Working from the entries that follow, retype each one without any alteration.

## [INFORMATION SHOWN]
• • •
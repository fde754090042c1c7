use wasm_bindgen::prelude::*;

pub mod asteroid_belt;
pub mod bodies;
pub mod config;
pub mod controls;
pub mod ecliptic;
pub mod game;
pub mod nebula;
pub mod orbit;
pub mod planet;
pub mod starfield;
pub mod sun;

use game::SolarSystem;

orrery_web::export_game!(SolarSystem, "solar-system");
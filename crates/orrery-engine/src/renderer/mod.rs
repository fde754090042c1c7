pub mod camera;
pub mod fresnel;
pub mod instance;

pub use camera::{CameraRig, CameraUniform, OrbitControls, PerspectiveCamera};
pub use fresnel::{FresnelParams, FRESNEL_WGSL};
pub use instance::{
    FrameCapacity, LightRecord, LineVertex, MeshInstance, PointVertex, RenderFrame, SpriteInstance,
};
/// Backdrop of point stars in a spherical shell around the scene.

use std::f32::consts::TAU;

use glam::Vec3;
use rand::Rng;
use orrery_engine::{Color, EngineContext, Entity, EntityId, LocalTransform, PointsComponent};

pub const INNER_RADIUS: f32 = 25.0;
pub const SHELL_DEPTH: f32 = 25.0;
const STAR_HUE: f32 = 0.6;
const STAR_SATURATION: f32 = 0.2;

/// Uniform direction on the sphere at a random radius in the shell.
pub fn random_star<R: Rng>(rng: &mut R) -> Vec3 {
    let radius = rng.random::<f32>() * SHELL_DEPTH + INNER_RADIUS;
    let theta = TAU * rng.random::<f32>();
    let phi = (2.0 * rng.random::<f32>() - 1.0).acos();
    Vec3::new(
        radius * phi.sin() * theta.cos(),
        radius * phi.sin() * theta.sin(),
        radius * phi.cos(),
    )
}

pub fn generate_stars<R: Rng>(rng: &mut R, count: usize, size: f32) -> PointsComponent {
    let mut positions = Vec::with_capacity(count);
    let mut colors = Vec::with_capacity(count);
    for _ in 0..count {
        positions.push(random_star(rng));
        colors.push(Color::from_hsl(STAR_HUE, STAR_SATURATION, rng.random()));
    }
    PointsComponent::new(positions, colors, size)
}

pub fn spawn_starfield<R: Rng>(ctx: &mut EngineContext, rng: &mut R, count: usize, size: f32) -> EntityId {
    let texture = ctx.textures.get("circle");
    let points = generate_stars(rng, count, size).with_texture(texture);
    let id = ctx.next_id();
    log::debug!("starfield: {} stars", points.len());
    ctx.spawn(Entity::new(id).with_tag("starfield").with_points(points), LocalTransform::new())
}
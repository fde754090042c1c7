pub mod protocol;

pub use protocol::{FrameStats, ProtocolLayout, HEADER_FLOATS, PROTOCOL_VERSION};
// extensions/mod.rs
//
// Optional systems decoupled from Entity/Scene internals.
// Scenes opt in by creating these alongside their Scene.

pub mod transform;

pub use transform::{LocalTransform, TransformGraph};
• • •
## [REPLY]
repository fde754090042c1c7
use wasm_bindgen::prelude::*;

pub mod asteroid_belt;
pub mod bodies;
pub mod config;
pub mod controls;
pub mod ecliptic;
pub mod game;
pub mod nebula;
pub mod orbit;
pub mod planet;
pub mod starfield;
pub mod sun;

use game::SolarSystem;

orrery_web::export_game!(SolarSystem, "solar-system");
filename crates/orrery-engine/src/renderer/mod.rs
repository fde754090042c1c7
pub mod camera;
pub mod fresnel;
pub mod instance;

pub use camera::{CameraRig, CameraUniform, OrbitControls, PerspectiveCamera};
pub use fresnel::{FresnelParams, FRESNEL_WGSL};
pub use instance::{
    FrameCapacity, LightRecord, LineVertex, MeshInstance, PointVertex, RenderFrame, SpriteInstance,
};
/// Backdrop of point stars in a spherical shell around the scene.

use std::f32::consts::TAU;

use glam::Vec3;
use rand::Rng;
use orrery_engine::{Color, EngineContext, Entity, EntityId, LocalTransform, PointsComponent};

pub const INNER_RADIUS: f32 = 25.0;
pub const SHELL_DEPTH: f32 = 25.0;
const STAR_HUE: f32 = 0.6;
const STAR_SATURATION: f32 = 0.2;

/// Uniform direction on the sphere at a random radius in the shell.
pub fn random_star<R: Rng>(rng: &mut R) -> Vec3 {
    let radius = rng.random::<f32>() * SHELL_DEPTH + INNER_RADIUS;
    let theta = TAU * rng.random::<f32>();
    let phi = (2.0 * rng.random::<f32>() - 1.0).acos();
    Vec3::new(
        radius * phi.sin() * theta.cos(),
        radius * phi.sin() * theta.sin(),
        radius * phi.cos(),
    )
}

pub fn generate_stars<R: Rng>(rng: &mut R, count: usize, size: f32) -> PointsComponent {
    let mut positions = Vec::with_capacity(count);
    let mut colors = Vec::with_capacity(count);
    for _ in 0..count {
        positions.push(random_star(rng));
        colors.push(Color::from_hsl(STAR_HUE, STAR_SATURATION, rng.random()));
    }
    PointsComponent::new(positions, colors, size)
}

pub fn spawn_starfield<R: Rng>(ctx: &mut EngineContext, rng: &mut R, count: usize, size: f32) -> EntityId {
    let texture = ctx.textures.get("circle");
    let points = generate_stars(rng, count, size).with_texture(texture);
    let id = ctx.next_id();
    log::debug!("starfield: {} stars", points.len());
    ctx.spawn(Entity::new(id).with_tag("starfield").with_points(points), LocalTransform::new())
}
repository fde754090042c1c7
pub mod protocol;

pub use protocol::{FrameStats, ProtocolLayout, HEADER_FLOATS, PROTOCOL_VERSION};
// extensions/mod.rs
//
// Optional systems decoupled from Entity/Scene internals.
// Scenes opt in by creating these alongside their Scene.

pub mod transform;

pub use transform::{LocalTransform, TransformGraph};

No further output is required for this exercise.